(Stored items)
*** Block opens ***

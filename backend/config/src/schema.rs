//! EduCheck configuration schema, typed for serde YAML/JSON deserialization.

use serde::{Deserialize, Serialize};

/// Root configuration for the EduCheck backend.
#[derive(Debug, Clone, Default, Serialize, Deserialize)]
#[serde(rename_all = "camelCase")]
pub struct EduCheckConfig {
    #[serde(default)]
    pub ocr: OcrConfig,

    #[serde(default)]
    pub grammar: GrammarConfig,

    #[serde(default)]
    pub gateway: GatewayConfig,

    #[serde(default)]
    pub logging: LoggingConfig,
}

/// Remote text-detection endpoint settings.
#[derive(Debug, Clone, Serialize, Deserialize)]
#[serde(rename_all = "camelCase")]
pub struct OcrConfig {
    #[serde(default = "default_ocr_endpoint")]
    pub endpoint: String,
    #[serde(default = "default_ocr_timeout")]
    pub timeout_secs: u64,
}

/// Remote grammar-check endpoint settings.
#[derive(Debug, Clone, Serialize, Deserialize)]
#[serde(rename_all = "camelCase")]
pub struct GrammarConfig {
    #[serde(default = "default_grammar_endpoint")]
    pub endpoint: String,
    #[serde(default = "default_grammar_timeout")]
    pub timeout_secs: u64,
    /// Bearer token for the grammar endpoint, if one is required.
    #[serde(default, skip_serializing_if = "Option::is_none")]
    pub auth_token: Option<String>,
}

/// Gateway HTTP server settings.
#[derive(Debug, Clone, Serialize, Deserialize)]
#[serde(rename_all = "camelCase")]
pub struct GatewayConfig {
    #[serde(default = "default_bind_address")]
    pub bind_address: String,
    #[serde(default = "default_port")]
    pub port: u16,
}

/// Logging settings.
#[derive(Debug, Clone, Serialize, Deserialize)]
#[serde(rename_all = "camelCase")]
pub struct LoggingConfig {
    #[serde(default = "default_log_level")]
    pub level: String,
    /// Directory for the rolling NDJSON file log; console-only when unset.
    #[serde(default, skip_serializing_if = "Option::is_none")]
    pub dir: Option<String>,
}

fn default_ocr_endpoint() -> String {
    "https://educhecktexttest1111.onrender.com/detect".to_string()
}

fn default_ocr_timeout() -> u64 {
    30
}

fn default_grammar_endpoint() -> String {
    "https://websocket.tahrirchi.uz/check".to_string()
}

fn default_grammar_timeout() -> u64 {
    25
}

fn default_bind_address() -> String {
    "0.0.0.0".to_string()
}

fn default_port() -> u16 {
    8080
}

fn default_log_level() -> String {
    "info".to_string()
}

impl Default for OcrConfig {
    fn default() -> Self {
        Self {
            endpoint: default_ocr_endpoint(),
            timeout_secs: default_ocr_timeout(),
        }
    }
}

impl Default for GrammarConfig {
    fn default() -> Self {
        Self {
            endpoint: default_grammar_endpoint(),
            timeout_secs: default_grammar_timeout(),
            auth_token: None,
        }
    }
}

impl Default for GatewayConfig {
    fn default() -> Self {
        Self {
            bind_address: default_bind_address(),
            port: default_port(),
        }
    }
}

impl Default for LoggingConfig {
    fn default() -> Self {
        Self {
            level: default_log_level(),
            dir: None,
        }
    }
}

impl EduCheckConfig {
    /// Layer environment-variable overrides on top of the loaded values.
    pub fn with_env_overrides(mut self) -> Self {
        if let Ok(endpoint) = std::env::var("EDUCHECK_OCR_ENDPOINT") {
            self.ocr.endpoint = endpoint;
        }
        if let Ok(endpoint) = std::env::var("EDUCHECK_GRAMMAR_ENDPOINT") {
            self.grammar.endpoint = endpoint;
        }
        if let Ok(token) = std::env::var("EDUCHECK_GRAMMAR_TOKEN") {
            self.grammar.auth_token = Some(token);
        }
        if let Ok(bind) = std::env::var("EDUCHECK_BIND") {
            self.gateway.bind_address = bind;
        }
        if let Some(port) = std::env::var("EDUCHECK_PORT")
            .ok()
            .and_then(|p| p.parse().ok())
        {
            self.gateway.port = port;
        }
        if let Ok(level) = std::env::var("RUST_LOG") {
            self.logging.level = level;
        }
        self
    }

    /// Copy safe to log or print: the auth token is masked.
    pub fn redacted(&self) -> Self {
        let mut copy = self.clone();
        if copy.grammar.auth_token.is_some() {
            copy.grammar.auth_token = Some("***".to_string());
        }
        copy
    }
}
use educheck_core::GrammarError;

/// One piece of the annotated text: either plain text or an error span with
/// its annotation attached.
#[derive(Debug, Clone, PartialEq)]
pub struct Segment<'a> {
    pub text: &'a str,
    pub error: Option<&'a GrammarError>,
}

/// Map error offsets back onto the original text for display.
///
/// Errors are applied in position order. Spans that fall outside the text,
/// overlap an earlier span, or land off a char boundary are skipped — a bad
/// annotation never corrupts the rendered text. Concatenating the returned
/// segment texts always reproduces `text` exactly.
pub fn highlight<'a>(text: &'a str, errors: &'a [GrammarError]) -> Vec<Segment<'a>> {
    let mut ordered: Vec<&GrammarError> = errors.iter().collect();
    ordered.sort_by_key(|e| e.position);

    let mut segments = Vec::new();
    let mut cursor = 0;

    for error in ordered {
        let start = error.position;
        let end = start + error.length;
        if start < cursor
            || !error.in_bounds(text)
            || !text.is_char_boundary(start)
            || !text.is_char_boundary(end)
        {
            continue;
        }
        if start > cursor {
            segments.push(Segment {
                text: &text[cursor..start],
                error: None,
            });
        }
        segments.push(Segment {
            text: &text[start..end],
            error: Some(error),
        });
        cursor = end;
    }

    if cursor < text.len() {
        segments.push(Segment {
            text: &text[cursor..],
            error: None,
        });
    }
    segments
}

#[cfg(test)]
mod tests {
    use super::*;
    use educheck_core::ErrorKind;

    fn error_at(position: usize, text: &str) -> GrammarError {
        GrammarError::new(
            position,
            text,
            vec!["fix".into()],
            ErrorKind::Spelling,
            "Imloviy xato",
        )
    }

    #[test]
    fn test_segments_reassemble_original_text() {
        let text = "Salomm, meni ismim Ahmad.";
        let errors = vec![error_at(0, "Salomm"), error_at(8, "meni ismim")];
        let segments = highlight(text, &errors);
        let rebuilt: String = segments.iter().map(|s| s.text).collect();
        assert_eq!(rebuilt, text);
        assert_eq!(segments.iter().filter(|s| s.error.is_some()).count(), 2);
    }

    #[test]
    fn test_error_spans_carry_annotations() {
        let text = "Salomm dunyo";
        let errors = vec![error_at(0, "Salomm")];
        let segments = highlight(text, &errors);
        assert_eq!(segments[0].text, "Salomm");
        assert_eq!(segments[0].error.unwrap().correction, "fix");
        assert_eq!(segments[1].text, " dunyo");
        assert!(segments[1].error.is_none());
    }

    #[test]
    fn test_unsorted_errors_are_ordered() {
        let text = "bir ikki uch";
        let errors = vec![error_at(9, "uch"), error_at(0, "bir")];
        let segments = highlight(text, &errors);
        let rebuilt: String = segments.iter().map(|s| s.text).collect();
        assert_eq!(rebuilt, text);
        assert_eq!(segments[0].text, "bir");
    }

    #[test]
    fn test_out_of_bounds_span_is_skipped() {
        let text = "qisqa";
        let errors = vec![error_at(3, "uzun so'z")];
        let segments = highlight(text, &errors);
        assert_eq!(segments.len(), 1);
        assert!(segments[0].error.is_none());
        assert_eq!(segments[0].text, text);
    }

    #[test]
    fn test_overlapping_spans_keep_first() {
        let text = "salomlar";
        let errors = vec![error_at(0, "salom"), error_at(3, "omlar")];
        let segments = highlight(text, &errors);
        let rebuilt: String = segments.iter().map(|s| s.text).collect();
        assert_eq!(rebuilt, text);
        assert_eq!(segments.iter().filter(|s| s.error.is_some()).count(), 1);
    }

    #[test]
    fn test_no_errors_single_segment() {
        let segments = highlight("toza matn", &[]);
        assert_eq!(segments.len(), 1);
        assert!(segments[0].error.is_none());
    }

    #[test]
    fn test_non_char_boundary_span_is_skipped() {
        // "oʻz" — the modifier letter is multibyte; position 2 splits it.
        let text = "oʻz";
        let mut bad = error_at(2, "z");
        bad.length = 1;
        let segments = highlight(text, std::slice::from_ref(&bad));
        let rebuilt: String = segments.iter().map(|s| s.text).collect();
        assert_eq!(rebuilt, text);
        assert!(segments.iter().all(|s| s.error.is_none()));
    }
}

*** Block closes ***

Return exactly, and only, the lines above starting at the line that contains "assert_eq!(segments[0].text, text);" and ending at the line that contains "let mut bad".

| RESPONSE |
        assert_eq!(segments[0].text, text);
    }

    #[test]
    fn test_overlapping_spans_keep_first() {
        let text = "salomlar";
        let errors = vec![error_at(0, "salom"), error_at(3, "omlar")];
        let segments = highlight(text, &errors);
        let rebuilt: String = segments.iter().map(|s| s.text).collect();
        assert_eq!(rebuilt, text);
        assert_eq!(segments.iter().filter(|s| s.error.is_some()).count(), 1);
    }

    #[test]
    fn test_no_errors_single_segment() {
        let segments = highlight("toza matn", &[]);
        assert_eq!(segments.len(), 1);
        assert!(segments[0].error.is_none());
    }

    #[test]
    fn test_non_char_boundary_span_is_skipped() {
        // "oʻz" — the modifier letter is multibyte; position 2 splits it.
        let text = "oʻz";
        let mut bad = error_at(2, "z");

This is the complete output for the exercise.